(SOURCE MATERIAL begins)

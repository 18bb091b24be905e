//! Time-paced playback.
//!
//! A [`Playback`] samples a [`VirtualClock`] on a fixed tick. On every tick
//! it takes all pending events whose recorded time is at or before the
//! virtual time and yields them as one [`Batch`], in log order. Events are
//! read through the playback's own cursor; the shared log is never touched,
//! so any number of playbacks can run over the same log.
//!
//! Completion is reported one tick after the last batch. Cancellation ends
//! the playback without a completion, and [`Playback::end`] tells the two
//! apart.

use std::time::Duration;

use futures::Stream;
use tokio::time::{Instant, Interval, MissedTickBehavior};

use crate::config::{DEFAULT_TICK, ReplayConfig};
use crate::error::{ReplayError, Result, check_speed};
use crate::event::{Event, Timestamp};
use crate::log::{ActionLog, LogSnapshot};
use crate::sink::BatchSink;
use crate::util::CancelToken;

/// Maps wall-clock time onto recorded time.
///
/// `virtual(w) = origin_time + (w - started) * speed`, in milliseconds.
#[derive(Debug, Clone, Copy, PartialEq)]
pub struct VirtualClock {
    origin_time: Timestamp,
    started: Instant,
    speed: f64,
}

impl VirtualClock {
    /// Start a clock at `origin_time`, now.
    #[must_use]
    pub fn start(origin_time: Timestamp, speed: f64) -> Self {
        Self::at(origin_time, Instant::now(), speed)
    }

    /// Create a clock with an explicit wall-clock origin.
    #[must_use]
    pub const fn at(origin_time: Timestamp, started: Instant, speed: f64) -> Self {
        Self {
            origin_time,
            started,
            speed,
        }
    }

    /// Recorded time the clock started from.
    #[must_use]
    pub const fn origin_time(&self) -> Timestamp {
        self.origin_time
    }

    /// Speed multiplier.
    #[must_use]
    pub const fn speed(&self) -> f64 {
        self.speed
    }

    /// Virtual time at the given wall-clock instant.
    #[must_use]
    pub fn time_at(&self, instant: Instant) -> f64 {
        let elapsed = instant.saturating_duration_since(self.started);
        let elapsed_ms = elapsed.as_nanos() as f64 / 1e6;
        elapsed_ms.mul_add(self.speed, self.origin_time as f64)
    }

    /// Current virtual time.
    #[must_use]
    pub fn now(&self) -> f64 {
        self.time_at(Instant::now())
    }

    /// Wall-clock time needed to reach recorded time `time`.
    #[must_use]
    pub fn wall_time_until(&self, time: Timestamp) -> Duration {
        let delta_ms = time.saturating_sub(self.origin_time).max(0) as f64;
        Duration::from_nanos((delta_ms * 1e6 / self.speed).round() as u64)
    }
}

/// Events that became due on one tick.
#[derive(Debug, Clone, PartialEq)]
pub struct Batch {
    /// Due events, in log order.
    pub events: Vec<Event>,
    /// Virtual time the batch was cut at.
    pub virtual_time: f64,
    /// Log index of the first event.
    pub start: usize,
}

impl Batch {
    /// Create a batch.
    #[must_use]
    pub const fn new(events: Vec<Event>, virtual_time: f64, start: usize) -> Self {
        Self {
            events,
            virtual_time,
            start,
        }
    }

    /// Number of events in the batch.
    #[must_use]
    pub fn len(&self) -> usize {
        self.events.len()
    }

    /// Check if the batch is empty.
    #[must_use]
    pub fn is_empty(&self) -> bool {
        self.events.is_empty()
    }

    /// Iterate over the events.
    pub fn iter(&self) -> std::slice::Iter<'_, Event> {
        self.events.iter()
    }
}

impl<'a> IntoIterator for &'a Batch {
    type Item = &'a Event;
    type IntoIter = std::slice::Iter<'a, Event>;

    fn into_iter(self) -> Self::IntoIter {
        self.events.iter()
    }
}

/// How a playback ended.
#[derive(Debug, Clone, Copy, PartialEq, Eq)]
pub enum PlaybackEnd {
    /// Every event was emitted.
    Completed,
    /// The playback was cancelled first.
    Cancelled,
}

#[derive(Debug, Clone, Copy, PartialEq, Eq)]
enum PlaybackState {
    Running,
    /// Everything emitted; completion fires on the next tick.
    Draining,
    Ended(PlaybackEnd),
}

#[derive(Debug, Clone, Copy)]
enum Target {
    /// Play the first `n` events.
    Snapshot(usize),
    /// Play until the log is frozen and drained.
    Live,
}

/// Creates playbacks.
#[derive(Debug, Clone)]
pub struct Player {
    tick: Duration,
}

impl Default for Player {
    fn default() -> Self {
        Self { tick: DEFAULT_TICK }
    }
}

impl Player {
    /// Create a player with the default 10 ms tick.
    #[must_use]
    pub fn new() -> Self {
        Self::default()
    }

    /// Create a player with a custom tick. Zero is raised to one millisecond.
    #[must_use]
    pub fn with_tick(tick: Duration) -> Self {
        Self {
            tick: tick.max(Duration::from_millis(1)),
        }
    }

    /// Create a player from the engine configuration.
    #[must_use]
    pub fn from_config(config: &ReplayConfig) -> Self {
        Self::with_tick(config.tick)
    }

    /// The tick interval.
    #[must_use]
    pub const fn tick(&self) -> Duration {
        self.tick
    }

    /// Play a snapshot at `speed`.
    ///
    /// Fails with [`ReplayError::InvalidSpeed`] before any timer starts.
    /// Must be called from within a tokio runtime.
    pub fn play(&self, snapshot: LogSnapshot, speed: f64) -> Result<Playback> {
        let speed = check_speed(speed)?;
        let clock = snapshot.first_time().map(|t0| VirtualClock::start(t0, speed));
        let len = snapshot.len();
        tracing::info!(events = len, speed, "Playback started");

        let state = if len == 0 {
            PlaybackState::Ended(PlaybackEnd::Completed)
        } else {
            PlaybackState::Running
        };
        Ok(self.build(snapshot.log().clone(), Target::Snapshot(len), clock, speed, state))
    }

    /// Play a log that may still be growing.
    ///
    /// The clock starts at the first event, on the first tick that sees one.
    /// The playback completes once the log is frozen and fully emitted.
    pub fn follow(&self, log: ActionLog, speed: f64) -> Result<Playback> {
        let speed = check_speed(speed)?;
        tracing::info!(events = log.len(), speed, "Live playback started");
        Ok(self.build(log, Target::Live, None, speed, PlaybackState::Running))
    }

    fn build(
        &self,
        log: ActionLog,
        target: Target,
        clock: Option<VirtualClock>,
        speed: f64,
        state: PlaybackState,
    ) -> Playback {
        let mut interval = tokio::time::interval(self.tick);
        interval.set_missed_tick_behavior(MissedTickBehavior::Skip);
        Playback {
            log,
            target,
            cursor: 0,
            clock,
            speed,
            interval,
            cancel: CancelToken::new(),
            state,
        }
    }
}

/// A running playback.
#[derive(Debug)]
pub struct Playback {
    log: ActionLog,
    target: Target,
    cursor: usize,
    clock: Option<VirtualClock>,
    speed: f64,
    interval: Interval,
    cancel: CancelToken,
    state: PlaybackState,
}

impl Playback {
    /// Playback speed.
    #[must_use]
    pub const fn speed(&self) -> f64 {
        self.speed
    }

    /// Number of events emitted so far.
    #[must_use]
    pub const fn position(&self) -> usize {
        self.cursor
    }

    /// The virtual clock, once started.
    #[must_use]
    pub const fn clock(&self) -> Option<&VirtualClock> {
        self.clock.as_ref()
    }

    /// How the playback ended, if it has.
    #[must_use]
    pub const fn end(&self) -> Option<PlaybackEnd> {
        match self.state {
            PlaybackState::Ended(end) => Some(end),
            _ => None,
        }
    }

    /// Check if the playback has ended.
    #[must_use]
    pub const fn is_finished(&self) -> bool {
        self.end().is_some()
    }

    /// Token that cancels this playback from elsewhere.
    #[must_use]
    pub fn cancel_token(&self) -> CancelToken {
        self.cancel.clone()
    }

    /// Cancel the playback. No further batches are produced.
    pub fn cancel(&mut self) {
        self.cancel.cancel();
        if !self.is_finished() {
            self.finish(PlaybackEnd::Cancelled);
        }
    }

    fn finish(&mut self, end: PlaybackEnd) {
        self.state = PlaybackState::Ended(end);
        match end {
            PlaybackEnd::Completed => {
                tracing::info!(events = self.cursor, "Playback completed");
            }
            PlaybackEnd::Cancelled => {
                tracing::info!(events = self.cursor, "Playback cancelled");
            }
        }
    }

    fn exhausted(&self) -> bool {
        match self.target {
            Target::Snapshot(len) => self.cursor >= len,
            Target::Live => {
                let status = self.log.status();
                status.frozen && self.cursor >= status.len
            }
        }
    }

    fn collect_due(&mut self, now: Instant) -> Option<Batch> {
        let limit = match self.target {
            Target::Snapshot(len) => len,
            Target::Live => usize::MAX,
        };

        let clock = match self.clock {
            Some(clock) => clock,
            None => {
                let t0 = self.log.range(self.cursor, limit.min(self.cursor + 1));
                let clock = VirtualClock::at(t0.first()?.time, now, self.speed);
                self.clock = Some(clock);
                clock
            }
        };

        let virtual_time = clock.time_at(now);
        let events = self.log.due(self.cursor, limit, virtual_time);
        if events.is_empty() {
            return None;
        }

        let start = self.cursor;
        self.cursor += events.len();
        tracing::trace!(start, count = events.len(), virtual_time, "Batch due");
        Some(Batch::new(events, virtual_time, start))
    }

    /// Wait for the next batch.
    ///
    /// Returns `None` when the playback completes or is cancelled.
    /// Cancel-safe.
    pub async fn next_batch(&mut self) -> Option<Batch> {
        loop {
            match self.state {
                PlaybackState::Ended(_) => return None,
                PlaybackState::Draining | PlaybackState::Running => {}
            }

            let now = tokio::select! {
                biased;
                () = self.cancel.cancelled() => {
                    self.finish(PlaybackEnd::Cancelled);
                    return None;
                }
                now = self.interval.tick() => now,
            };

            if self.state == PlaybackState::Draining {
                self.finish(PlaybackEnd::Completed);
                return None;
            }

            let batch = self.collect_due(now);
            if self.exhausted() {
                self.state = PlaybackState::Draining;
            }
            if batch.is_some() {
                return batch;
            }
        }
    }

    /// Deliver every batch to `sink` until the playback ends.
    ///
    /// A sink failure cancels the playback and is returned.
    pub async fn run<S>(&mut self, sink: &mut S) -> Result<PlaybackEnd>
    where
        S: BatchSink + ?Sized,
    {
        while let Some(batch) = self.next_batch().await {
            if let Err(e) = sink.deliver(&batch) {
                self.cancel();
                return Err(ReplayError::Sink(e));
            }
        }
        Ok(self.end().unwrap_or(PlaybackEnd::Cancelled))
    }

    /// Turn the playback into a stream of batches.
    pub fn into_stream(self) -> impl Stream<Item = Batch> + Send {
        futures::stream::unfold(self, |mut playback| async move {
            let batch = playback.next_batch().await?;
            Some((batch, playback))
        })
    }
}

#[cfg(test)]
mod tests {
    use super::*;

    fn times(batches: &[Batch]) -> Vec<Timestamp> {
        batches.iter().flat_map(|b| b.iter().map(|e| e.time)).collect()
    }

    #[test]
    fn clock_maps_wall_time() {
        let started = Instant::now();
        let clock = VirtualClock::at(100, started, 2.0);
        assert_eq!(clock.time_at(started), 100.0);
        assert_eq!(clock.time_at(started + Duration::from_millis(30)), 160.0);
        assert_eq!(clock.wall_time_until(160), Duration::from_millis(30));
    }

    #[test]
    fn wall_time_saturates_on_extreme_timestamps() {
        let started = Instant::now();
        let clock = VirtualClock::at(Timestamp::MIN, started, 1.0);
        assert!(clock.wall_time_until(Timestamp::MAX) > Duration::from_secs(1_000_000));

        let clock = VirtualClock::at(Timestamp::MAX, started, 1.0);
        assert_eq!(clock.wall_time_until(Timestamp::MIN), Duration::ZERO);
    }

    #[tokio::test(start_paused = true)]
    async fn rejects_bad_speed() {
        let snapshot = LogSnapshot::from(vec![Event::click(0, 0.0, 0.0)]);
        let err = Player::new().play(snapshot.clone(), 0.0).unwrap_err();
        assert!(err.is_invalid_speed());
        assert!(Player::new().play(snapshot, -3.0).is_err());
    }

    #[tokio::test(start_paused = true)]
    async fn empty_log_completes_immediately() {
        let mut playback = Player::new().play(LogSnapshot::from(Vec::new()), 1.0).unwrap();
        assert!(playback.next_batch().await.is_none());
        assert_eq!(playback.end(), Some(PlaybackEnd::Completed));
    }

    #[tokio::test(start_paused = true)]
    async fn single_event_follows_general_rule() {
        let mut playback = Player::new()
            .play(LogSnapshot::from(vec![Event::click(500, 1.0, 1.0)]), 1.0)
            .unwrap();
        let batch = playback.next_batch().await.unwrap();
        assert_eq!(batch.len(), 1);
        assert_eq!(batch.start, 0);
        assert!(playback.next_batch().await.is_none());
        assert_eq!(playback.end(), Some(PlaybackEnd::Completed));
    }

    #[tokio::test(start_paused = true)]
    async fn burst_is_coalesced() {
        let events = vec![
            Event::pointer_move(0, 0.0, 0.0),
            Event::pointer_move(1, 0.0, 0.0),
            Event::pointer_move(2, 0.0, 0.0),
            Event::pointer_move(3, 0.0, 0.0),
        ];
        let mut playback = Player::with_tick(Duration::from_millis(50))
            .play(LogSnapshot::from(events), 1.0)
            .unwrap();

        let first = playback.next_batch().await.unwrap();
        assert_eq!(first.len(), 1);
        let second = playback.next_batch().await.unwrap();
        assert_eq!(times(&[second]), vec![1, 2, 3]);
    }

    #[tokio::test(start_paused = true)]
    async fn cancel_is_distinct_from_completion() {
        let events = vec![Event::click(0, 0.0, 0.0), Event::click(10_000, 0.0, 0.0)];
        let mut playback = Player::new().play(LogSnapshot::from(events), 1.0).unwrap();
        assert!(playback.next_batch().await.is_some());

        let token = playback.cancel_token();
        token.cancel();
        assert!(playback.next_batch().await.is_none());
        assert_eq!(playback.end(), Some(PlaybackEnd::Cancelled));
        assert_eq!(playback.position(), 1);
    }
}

(SOURCE MATERIAL ends)
(SOURCE MATERIAL begins)

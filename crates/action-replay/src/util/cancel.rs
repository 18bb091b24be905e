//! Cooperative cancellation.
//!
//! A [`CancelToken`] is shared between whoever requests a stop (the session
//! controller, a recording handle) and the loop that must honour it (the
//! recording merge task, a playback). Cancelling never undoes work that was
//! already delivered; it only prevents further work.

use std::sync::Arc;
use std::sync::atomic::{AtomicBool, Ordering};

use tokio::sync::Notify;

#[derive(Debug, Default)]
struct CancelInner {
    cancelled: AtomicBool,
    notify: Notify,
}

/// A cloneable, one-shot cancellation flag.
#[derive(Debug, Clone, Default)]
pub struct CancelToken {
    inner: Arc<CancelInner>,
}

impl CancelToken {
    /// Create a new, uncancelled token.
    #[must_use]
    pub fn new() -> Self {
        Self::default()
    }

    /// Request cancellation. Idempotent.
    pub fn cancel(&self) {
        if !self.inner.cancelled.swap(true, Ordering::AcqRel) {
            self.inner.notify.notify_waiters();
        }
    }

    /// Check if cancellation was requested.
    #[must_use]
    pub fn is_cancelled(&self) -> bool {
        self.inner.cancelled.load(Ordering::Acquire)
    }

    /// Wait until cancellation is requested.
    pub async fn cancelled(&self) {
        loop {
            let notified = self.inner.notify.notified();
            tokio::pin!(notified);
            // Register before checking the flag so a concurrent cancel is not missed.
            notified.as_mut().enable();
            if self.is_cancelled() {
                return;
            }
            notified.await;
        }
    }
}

(SOURCE MATERIAL ends)

§ **PROBLEM REQUIREMENTS**: Scan the material and collect every line that contains "frozen".

§ **TASK ANSWER**:
    /// Play until the log is frozen and drained.
    /// The playback completes once the log is frozen and fully emitted.
                status.frozen && self.cursor >= status.len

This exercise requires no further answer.